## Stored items

use tracing::{debug, trace};

use crate::core::series::{PointMapper, PointsChange, Series, SeriesConfig, SeriesId, SeriesPoint};
use crate::error::{ChartError, ChartResult};
use crate::labels::DataLabel;

use super::ChartArea;

impl ChartArea {
    pub fn add_series(&mut self, config: SeriesConfig) -> ChartResult<SeriesId> {
        self.validate_series_config(&config)?;
        let id = SeriesId(self.series.len());
        debug!(series = %id, name = %config.name, kind = config.kind.name(), "series added");
        self.series.push(Some(Series::new(id, config)));
        self.placed_labels.push(Vec::new());
        Ok(id)
    }

    /// Removes a series and drops its axis registrations.
    pub fn remove_series(&mut self, id: SeriesId) -> ChartResult<Series> {
        let series = self
            .series
            .get_mut(id.0)
            .and_then(Option::take)
            .ok_or(ChartError::UnknownSeries(id))?;
        for axis in &mut self.axes {
            axis.unregister_series(id);
        }
        if let Some(labels) = self.placed_labels.get_mut(id.0) {
            labels.clear();
        }
        debug!(series = %id, "series removed");
        Ok(series)
    }

    pub fn series(&self, id: SeriesId) -> ChartResult<&Series> {
        self.series
            .get(id.0)
            .and_then(Option::as_ref)
            .ok_or(ChartError::UnknownSeries(id))
    }

    pub(super) fn series_mut(&mut self, id: SeriesId) -> ChartResult<&mut Series> {
        self.series
            .get_mut(id.0)
            .and_then(Option::as_mut)
            .ok_or(ChartError::UnknownSeries(id))
    }

    /// Every live series in registration order.
    pub fn series_iter(&self) -> impl DoubleEndedIterator<Item = &Series> {
        self.series.iter().flatten()
    }

    pub fn set_series_config(&mut self, id: SeriesId, config: SeriesConfig) -> ChartResult<()> {
        self.validate_series_config(&config)?;
        self.series_mut(id)?.set_config(config);
        Ok(())
    }

    pub fn set_series_points(&mut self, id: SeriesId, points: Vec<SeriesPoint>) -> ChartResult<()> {
        let series = self.series_mut(id)?;
        trace!(series = %id, count = points.len(), "series points replaced");
        series.set_points(points);
        Ok(())
    }

    /// Applies one insert/remove/replace/reset event to a series.
    pub fn apply_points_change(&mut self, id: SeriesId, change: PointsChange) -> ChartResult<()> {
        self.series_mut(id)?.apply_change(change)
    }

    /// Replaces a series' points from caller items through `mapper`.
    pub fn bind_series<T>(
        &mut self,
        id: SeriesId,
        items: &[T],
        mapper: &PointMapper<T>,
    ) -> ChartResult<()> {
        self.series_mut(id)?.bind(items, mapper);
        Ok(())
    }

    /// Flips the legend toggle of a series; returns the new toggle state.
    pub fn toggle_series(&mut self, id: SeriesId) -> ChartResult<bool> {
        let series = self.series_mut(id)?;
        let is_toggled = !series.is_toggled();
        series.set_toggled(is_toggled);
        debug!(series = %id, is_toggled, "series toggled");
        Ok(is_toggled)
    }

    /// Data labels placed for a series by the last pass.
    pub fn data_labels(&self, id: SeriesId) -> ChartResult<&[DataLabel]> {
        self.series(id)?;
        Ok(self
            .placed_labels
            .get(id.0)
            .map_or(&[][..], Vec::as_slice))
    }
}
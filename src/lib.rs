//! chart-kit: geometry core of a 2D charting widget.
//!
//! The crate computes axis ranges and intervals, zoom/pan windows, the
//! data-to-pixel transform, axis layout, per-series segment geometry and
//! data-label placement. Drawing belongs to the host.

pub mod api;
pub mod core;
pub mod error;
pub mod interaction;
pub mod labels;
pub mod layout;
pub mod telemetry;

pub use api::{ChartArea, ChartAreaConfig, ChartAreaKind};
pub use error::{ChartError, ChartResult};
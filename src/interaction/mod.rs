//! Zoom/pan behaviour driven by already-recognized gestures.
//!
//! Every handler is a pure function of the axis it targets: it returns the
//! new [`ZoomState`] (or `None` when the gesture does not apply) and leaves
//! applying it to the caller.

use serde::{Deserialize, Serialize};

use crate::core::axis::Axis;
use crate::core::zoom::{DEFAULT_ZOOM_STEP, ZoomState};
use crate::error::{ChartError, ChartResult};

#[derive(Debug, Clone, Copy, PartialEq, Eq, Serialize, Deserialize, Default)]
pub enum ZoomMode {
    /// Horizontal axes only.
    X,
    /// Vertical axes only.
    Y,
    #[default]
    XY,
}

impl ZoomMode {
    #[must_use]
    pub fn applies_to(self, is_vertical: bool) -> bool {
        match self {
            Self::X => !is_vertical,
            Self::Y => is_vertical,
            Self::XY => true,
        }
    }
}

#[derive(Debug, Clone, Copy, PartialEq, Eq, Serialize, Deserialize)]
pub enum InteractionMode {
    Idle,
    Panning,
}

/// Tuning for gesture-driven zooming and panning.
#[derive(Debug, Clone, Copy, PartialEq, Serialize, Deserialize)]
pub struct ZoomPanBehavior {
    #[serde(default)]
    pub zoom_mode: ZoomMode,
    /// Deepest cumulative zoom level; `None` leaves only the numeric floor.
    #[serde(default)]
    pub maximum_zoom_level: Option<f64>,
    /// Level multiplier applied per wheel notch.
    #[serde(default = "default_zoom_step")]
    pub zoom_step: f64,
    #[serde(default = "default_double_tap_zoom_level")]
    pub double_tap_zoom_level: f64,
    #[serde(default = "default_true")]
    pub enable_panning: bool,
    #[serde(default = "default_true")]
    pub enable_pinch: bool,
    #[serde(default = "default_true")]
    pub enable_double_tap: bool,
    #[serde(default = "default_true")]
    pub enable_wheel: bool,
    #[serde(default = "default_true")]
    pub enable_selection: bool,
}

fn default_zoom_step() -> f64 {
    DEFAULT_ZOOM_STEP
}

fn default_double_tap_zoom_level() -> f64 {
    2.5
}

fn default_true() -> bool {
    true
}

impl Default for ZoomPanBehavior {
    fn default() -> Self {
        Self {
            zoom_mode: ZoomMode::XY,
            maximum_zoom_level: None,
            zoom_step: default_zoom_step(),
            double_tap_zoom_level: default_double_tap_zoom_level(),
            enable_panning: true,
            enable_pinch: true,
            enable_double_tap: true,
            enable_wheel: true,
            enable_selection: true,
        }
    }
}

impl ZoomPanBehavior {
    #[must_use]
    pub fn with_zoom_mode(mut self, zoom_mode: ZoomMode) -> Self {
        self.zoom_mode = zoom_mode;
        self
    }

    #[must_use]
    pub fn with_maximum_zoom_level(mut self, level: f64) -> Self {
        self.maximum_zoom_level = Some(level);
        self
    }

    pub fn validate(&self) -> ChartResult<()> {
        if let Some(level) = self.maximum_zoom_level {
            if !level.is_finite() || level < 1.0 {
                return Err(ChartError::InvalidConfig(
                    "maximum zoom level must be finite and >= 1".to_owned(),
                ));
            }
        }
        if !self.zoom_step.is_finite() || self.zoom_step <= 1.0 {
            return Err(ChartError::InvalidConfig(
                "zoom step must be finite and > 1".to_owned(),
            ));
        }
        if !self.double_tap_zoom_level.is_finite() || self.double_tap_zoom_level < 1.0 {
            return Err(ChartError::InvalidConfig(
                "double tap zoom level must be finite and >= 1".to_owned(),
            ));
        }
        Ok(())
    }

    /// Smallest zoom factor the behaviour allows.
    #[must_use]
    pub fn min_zoom_factor(&self) -> f64 {
        match self.maximum_zoom_level {
            Some(level) if level.is_finite() && level >= 1.0 => 1.0 / level,
            _ => 0.0,
        }
    }

    fn targets(&self, axis: &Axis) -> bool {
        self.zoom_mode.applies_to(axis.is_vertical())
    }

    fn changed(axis: &Axis, next: ZoomState) -> Option<ZoomState> {
        (next != axis.zoom_state()).then_some(next)
    }

    /// Zooms by `steps` wheel notches around `origin`.
    ///
    /// Positive steps zoom in. `origin` comes from [`Axis::focal_coefficient`].
    #[must_use]
    pub fn on_mouse_wheel(&self, axis: &Axis, origin: f64, steps: f64) -> Option<ZoomState> {
        if !self.enable_wheel || !self.targets(axis) || !steps.is_finite() || steps == 0.0 {
            return None;
        }
        let zoom = axis.zoom_state();
        let level = zoom.zoom_level() * self.zoom_step.powf(steps);
        Self::changed(axis, zoom.zoom_at(level, origin, axis.min_zoom_factor()))
    }

    /// Zooms to the double-tap level around `origin`, or resets a zoomed axis.
    #[must_use]
    pub fn on_double_tap(&self, axis: &Axis, origin: f64) -> Option<ZoomState> {
        if !self.enable_double_tap || !self.targets(axis) {
            return None;
        }
        let zoom = axis.zoom_state();
        let next = if zoom.is_zoomed() {
            ZoomState::full()
        } else {
            zoom.zoom_at(self.double_tap_zoom_level, origin, axis.min_zoom_factor())
        };
        Self::changed(axis, next)
    }

    /// Applies a pinch `scale` (ratio since the previous pinch event).
    #[must_use]
    pub fn on_pinch(&self, axis: &Axis, scale: f64, origin: f64) -> Option<ZoomState> {
        if !self.enable_pinch || !self.targets(axis) || !scale.is_finite() || scale <= 0.0 {
            return None;
        }
        let zoom = axis.zoom_state();
        let level = zoom.zoom_level() * scale;
        Self::changed(axis, zoom.zoom_at(level, origin, axis.min_zoom_factor()))
    }

    /// Moves the window so the content follows a drag of `delta_px`.
    ///
    /// Panning stops at the actual range ends.
    #[must_use]
    pub fn on_pan(&self, axis: &Axis, delta_px: f64) -> Option<ZoomState> {
        if !self.enable_panning || !self.targets(axis) || !delta_px.is_finite() {
            return None;
        }
        let zoom = axis.zoom_state();
        if !zoom.is_zoomed() {
            return None;
        }
        let length = axis.effective_length();
        if !length.is_finite() || length <= 0.0 {
            return None;
        }
        // Dragging right reveals smaller values; vertical pixels grow downward.
        let mut delta = delta_px / length * zoom.factor();
        if !axis.is_vertical() {
            delta = -delta;
        }
        if axis.is_inversed() {
            delta = -delta;
        }
        Self::changed(axis, zoom.pan_by(delta, axis.min_zoom_factor()))
    }

    /// Zooms to the data window between two pixel positions of a selection.
    #[must_use]
    pub fn on_selection(&self, axis: &Axis, start_px: f64, end_px: f64) -> Option<ZoomState> {
        if !self.enable_selection || !self.targets(axis) {
            return None;
        }
        let start = axis.to_axis_space(axis.point_to_value(start_px));
        let end = axis.to_axis_space(axis.point_to_value(end_px));
        if !start.is_finite() || !end.is_finite() || start == end {
            return None;
        }
        let next = ZoomState::zoom_by_range(
            axis.actual_range(),
            start.min(end),
            start.max(end),
            axis.min_zoom_factor(),
        );
        Self::changed(axis, next)
    }
}

/// Tracks whether a pan gesture is in progress.
#[derive(Debug, Clone, Copy, PartialEq)]
pub struct InteractionState {
    mode: InteractionMode,
    behavior: ZoomPanBehavior,
}

impl Default for InteractionState {
    fn default() -> Self {
        Self {
            mode: InteractionMode::Idle,
            behavior: ZoomPanBehavior::default(),
        }
    }
}

impl InteractionState {
    #[must_use]
    pub fn new(behavior: ZoomPanBehavior) -> Self {
        Self {
            mode: InteractionMode::Idle,
            behavior,
        }
    }

    #[must_use]
    pub fn mode(self) -> InteractionMode {
        self.mode
    }

    #[must_use]
    pub fn behavior(&self) -> &ZoomPanBehavior {
        &self.behavior
    }

    pub fn set_behavior(&mut self, behavior: ZoomPanBehavior) {
        self.behavior = behavior;
    }

    pub fn on_pan_start(&mut self) {
        if self.behavior.enable_panning {
            self.mode = InteractionMode::Panning;
        }
    }

    pub fn on_pan_end(&mut self) {
        self.mode = InteractionMode::Idle;
    }
}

## Activity
If a line in the entries above has the word "around", copy it.

## Answer to this exercise
    /// Zooms by `steps` wheel notches around `origin`.
    /// Zooms to the double-tap level around `origin`, or resets a zoomed axis.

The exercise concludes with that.